Court Tracks Neiman Marcus, Finds Present and Imminent Future Injuries

In reversing the district court’s dismissal, the Seventh Circuit examined both future and present injuries, and held that both were sufficient to support standing.

Future Injuries: Relying on its prior decision in Neiman Marcus, the Seventh Circuit found that the alleged future injuries were “imminent” because P.F. Chang’s had acknowledged a data breach, and thus it was reasonable to “infer a substantial risk of harm . . . because a primary incentive for hackers is ‘sooner or later[] to make fraudulent charges or assume those consumers’ identities.” These alleged injuries as to both named plaintiffs (one who had experienced fraudulent charges and the other who had not) were sufficient to establish standing, just as they were in Neiman Marcus.[1] Other putative class members, the court ruled, would be “in the same position as one or the other named plaintiff.”

Present Injuries: On standing to sue for present injuries analyzed the reasonableness of the two named plaintiffs’ remedial steps—expending time and effort to reverse fraudulent charges and procuring identity theft monitoring services, and spending time monitoring account activity, respectively. P.F. Chang’s had argued that plaintiffs should not have expended time or money to guard against identity theft because unlike in Neiman Marcus and other breaches, P.F. Chang’s breach posed a risk only of fraudulent charges to affected cards, not of identity theft.

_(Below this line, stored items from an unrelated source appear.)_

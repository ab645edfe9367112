//! vnfilter core - Vietnamese profanity detection.
//!
//! This crate classifies Vietnamese text as profane or clean and reports
//! the character spans that triggered the verdict.
//!
//! ## Detection paths
//!
//! - **Pattern** (default): normalizes obfuscated spellings, matches a
//!   catalog of per-category rules, merges the hit spans and adds a tone
//!   score for aggressive phrasing.
//! - **Model**: a fine-tuned PhoBERT token classifier exported to ONNX
//!   (requires the `ml` feature). It loads in the background; requests made
//!   before it is ready get a negative result with an explanatory `error`.
//!
//! ## Example
//!
//! ```
//! use vnfilter_core::ProfanityDetector;
//!
//! let detector = ProfanityDetector::pattern_only().unwrap();
//! let result = detector.detect("Đm, tại sao lại thế này?");
//! assert!(result.is_profane);
//! assert_eq!(result.toxic_spans[0].start, 0);
//! ```

pub mod classifier;
pub mod config;
pub mod detector;
pub mod error;

pub use classifier::{Category, DetectionResult, ModelHandle, ModelStatus, PatternDetector, Span};
pub use config::{ConfigError, DetectorConfig, Strategy};
pub use detector::{DetectorInfo, ModelInfo, ProfanityDetector, SAMPLE_TEXTS};
pub use error::{Result, VnFilterError};
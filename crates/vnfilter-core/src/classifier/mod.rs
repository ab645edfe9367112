//! Vietnamese profanity classification.
//!
//! Two detection paths share one result type: a rule-based pattern
//! detector and a PhoBERT token classifier that loads in the background.

mod catalog;
mod category;
pub mod context;
pub mod loader;
pub mod matcher;
pub mod merge;
pub mod normalize;
mod pattern;
pub mod token;
pub mod verdict;

pub use catalog::{default_rules, CatalogError, CategoryPatterns, PatternCatalog};
pub use category::{Category, DetectionResult, Span};
pub use context::{ContextScore, ContextScorer, Indicator};
pub use loader::{ModelHandle, ModelStatus};
pub use merge::merge_spans;
pub use normalize::{normalize, NormalizedText};
pub use pattern::PatternDetector;
pub use token::{
    decode_predictions, ModelConfig, ModelError, OnnxTokenClassifier, TokenInference,
    TokenLabel, TokenPrediction,
};
pub use verdict::{compose, Evidence, Thresholds};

The Seventh Circuit rejected that argument, pointing to what it described as P.F. Chang’s “implicit” admission that card data could be used to open new cards because P.F. Chang’s “encouraged consumers to monitor their credit reports (in part for new-account activity) rather than simply the statements for existing affected cards.” Thus, the company’s cautionary reminder to monitor credit reports—a statement that many states statutorily require companies to include in breach notifications—rendered the plaintiffs’ purchase of credit monitoring service and efforts to guard against identity theft reasonable mitigation for the breach.[2] The court made this finding even though it earlier noted that in the case of the plaintiff who had seen fraudulent card charges, his bank had blocked those charges.

The court also held that the named plaintiffs plausibly alleged that their data was actually stolen, even though P.F. Chang’s later determined that the Northbrook, Illinois, restaurant where they dined was not compromised in the breach. Again, the court relied on two of P.F. Chang’s communications as evidence to support the inference that all customers, regardless of restaurant, may have been affected: first, P.F. Chang’s June 2015 announcement, made before the investigation was completed, which was addressed to customers from “all of its stores”; and second, P.F. Chang’s decision to temporarily switch to manual card processing. The court reasoned as follows: “When the data system for an entire corporation with locations across the country experiences a data breach and the corporation reacts [by implementing a universal, though temporary, switch to manual card-processing in all locations], it is certainly plausible that all of its locations were in fact affected.” In other words, even though neither plaintiff had unreimbursed charges on their payment cards, and even though P.F. Chang’s investigation showed that the named plaintiffs did not dine at an affected location, the court, citing P.F. Chang’s post-breach actions and statements, found that the plaintiffs “plausibly” alleged that their data was stolen under Twombly pleading standards. Any argument made by P.F. Chang’s to the contrary “creates a factual dispute about the scope of the breach [to be addressed at a later stage of the litigation], but it does not destroy standing.”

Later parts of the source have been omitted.